After completing his circuit of the labyrinthine caverns, Maelicent strides out of the shadows and back into the narrow tunnel where he'd left his companions to wait. Entering the circle of light shed by Voadam's torch, the goblin lowers the point of his nocked arrow to deliver his report. *"Ta tha east there's a handful o tunnels tha wind in an out like a maze. They got cave teeth on tha floors and roofs, but they don't look nasty or nothin." *Maelicent raises one iron-clad claw over his head, fingers splayed downwards to mime stalactites hanging down from the ceiling before flipping his hand over at knee level with his fingers pointing upwards to mime stalagmites rising up from the floor.

*"At tha far east, they'z open up inta a big cave with a fair-sized pool o flowin water tha glows in tha dark and a forest o cave teeth and giant shrooms all over tha floor."* This time the goblin holds his iron-clad arm erect up over his head to indicate the size of the mushrooms. *"There's somebody in tha cave, digging aroun outa sight at the back end with a pick or shovel. Aside from that, there's a pair o tunnels that wind south and go deeper down; one of em seems ta curl back under this here tunnel."* The Gudwulf warrior points his index finger at the ground beneath his feet.

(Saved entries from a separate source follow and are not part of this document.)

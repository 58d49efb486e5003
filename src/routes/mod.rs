//! HTTP surface: route tables, the layer stack and the static client fallback.

use axum::{
    Router,
    extract::DefaultBodyLimit,
    http::{HeaderName, HeaderValue, Method, header},
    middleware,
};
use tower_http::{
    compression::CompressionLayer,
    cors::{AllowOrigin, CorsLayer},
    services::ServeDir,
    set_header::SetResponseHeaderLayer,
};
use tracing::warn;

use crate::{
    config::AppConfig,
    middleware::{error_detail::render_error_detail, rate_limit::enforce_rate_limit},
    state::SharedState,
};

/// Swagger UI and OpenAPI document.
pub mod docs;
/// Extractors rejecting with the JSON error envelope.
pub mod extract;
/// `GET /health`.
pub mod health;
/// Player routes, mounted under `/api/player` and `/player`.
pub mod player;

/// Largest request body accepted.
pub const BODY_LIMIT_BYTES: usize = 10 * 1024 * 1024;

const CONTENT_SECURITY_POLICY: &str =
    "default-src 'self'; style-src 'self' 'unsafe-inline'; script-src 'self'; img-src 'self' data:";

/// Compose all route trees, wiring in shared state, documentation routes,
/// the static client and the cross-cutting layers.
pub fn router(state: SharedState) -> Router<()> {
    let config = state.config();

    let api_router = health::router()
        .nest("/api/player", player::router())
        .nest("/player", player::router());

    let docs_router = docs::router(state.clone());
    let client = ServeDir::new(&config.client_dir);

    api_router
        .merge(docs_router)
        .fallback_service(client)
        .layer(middleware::from_fn_with_state(
            state.clone(),
            render_error_detail,
        ))
        .layer(middleware::from_fn_with_state(
            state.clone(),
            enforce_rate_limit,
        ))
        .layer(security_header(
            header::X_CONTENT_TYPE_OPTIONS,
            HeaderValue::from_static("nosniff"),
        ))
        .layer(security_header(
            header::X_FRAME_OPTIONS,
            HeaderValue::from_static("SAMEORIGIN"),
        ))
        .layer(security_header(
            header::CONTENT_SECURITY_POLICY,
            HeaderValue::from_static(CONTENT_SECURITY_POLICY),
        ))
        .layer(CompressionLayer::new())
        .layer(DefaultBodyLimit::max(BODY_LIMIT_BYTES))
        .layer(cors_layer(config))
        .with_state(state)
}

fn security_header(name: HeaderName, value: HeaderValue) -> SetResponseHeaderLayer<HeaderValue> {
    SetResponseHeaderLayer::if_not_present(name, value)
}

/// Development origins plus the configured ones; only the configured ones in production.
fn cors_layer(config: &AppConfig) -> CorsLayer {
    let origins: Vec<HeaderValue> = config
        .allowed_origins()
        .into_iter()
        .filter_map(|origin| match HeaderValue::from_str(&origin) {
            Ok(value) => Some(value),
            Err(err) => {
                warn!(%origin, error = %err, "ignoring invalid CORS origin");
                None
            }
        })
        .collect();

    CorsLayer::new()
        .allow_origin(AllowOrigin::list(origins))
        .allow_methods([Method::GET, Method::POST, Method::PUT, Method::DELETE])
        .allow_headers([header::CONTENT_TYPE, header::AUTHORIZATION])
        .allow_credentials(true)
}
use axum::{
    body::Body,
    extract::State,
    http::{Request, header::CONTENT_LENGTH},
    middleware::Next,
    response::Response,
};
use tracing::warn;

use crate::{
    error::{ErrorBody, ErrorDetail},
    state::SharedState,
};

/// Swap the generic 500 body for the full error chain outside production.
pub async fn render_error_detail(
    State(state): State<SharedState>,
    req: Request<Body>,
    next: Next,
) -> Response {
    let mut response = next.run(req).await;
    let Some(ErrorDetail(detail)) = response.extensions_mut().remove::<ErrorDetail>() else {
        return response;
    };
    if state.config().environment.is_production() {
        return response;
    }

    let (mut parts, body) = response.into_parts();
    match serde_json::to_vec(&ErrorBody::new(detail)) {
        Ok(bytes) => {
            parts.headers.remove(CONTENT_LENGTH);
            Response::from_parts(parts, Body::from(bytes))
        }
        Err(err) => {
            warn!(error = %err, "failed to render error detail");
            Response::from_parts(parts, body)
        }
    }
}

*"If ya snuff yer light out, ya's can follow me an keep a hand on tha right-hand cave wall ta keep from loosin yer way. Take it slow, stay quiet and don't trip nor bump nothin and I'll poke yas when we're gotten ta a good place ta stop an light up again. Ya giants want ta check out tha shroom cave and digger or just keep goin deeper?*


----------



## SlagMortar (May 31, 2007)

Brakkus says quietly, "If there's someone down here, I'd like to know who.  They will hear Chev and I well before we spot him though."


----------



## Ambrus (May 31, 2007)

Maelicent shrugs. *"Once ya giants are set up a bit closer by, I can go inta tha shroom cave and get a bead on him afore ya come in."*


----------



## Mista Collins (May 31, 2007)

"When it comes to being quite, I'm like a raging battle on a warm summer's day. I am best suited for other things." Chev says after Mael's report. "But I can do my best."


----------



## Strahd_Von_Zarovich (May 31, 2007)

*Gamad*

Shroom cave? You mean Mushroom huh, you messy non understandable creature.
Maybe it is the place.
The deformed dwarf replies excitedly.
I saw mushrooms and fungi in the horrific vision when I concentrated on the second segment.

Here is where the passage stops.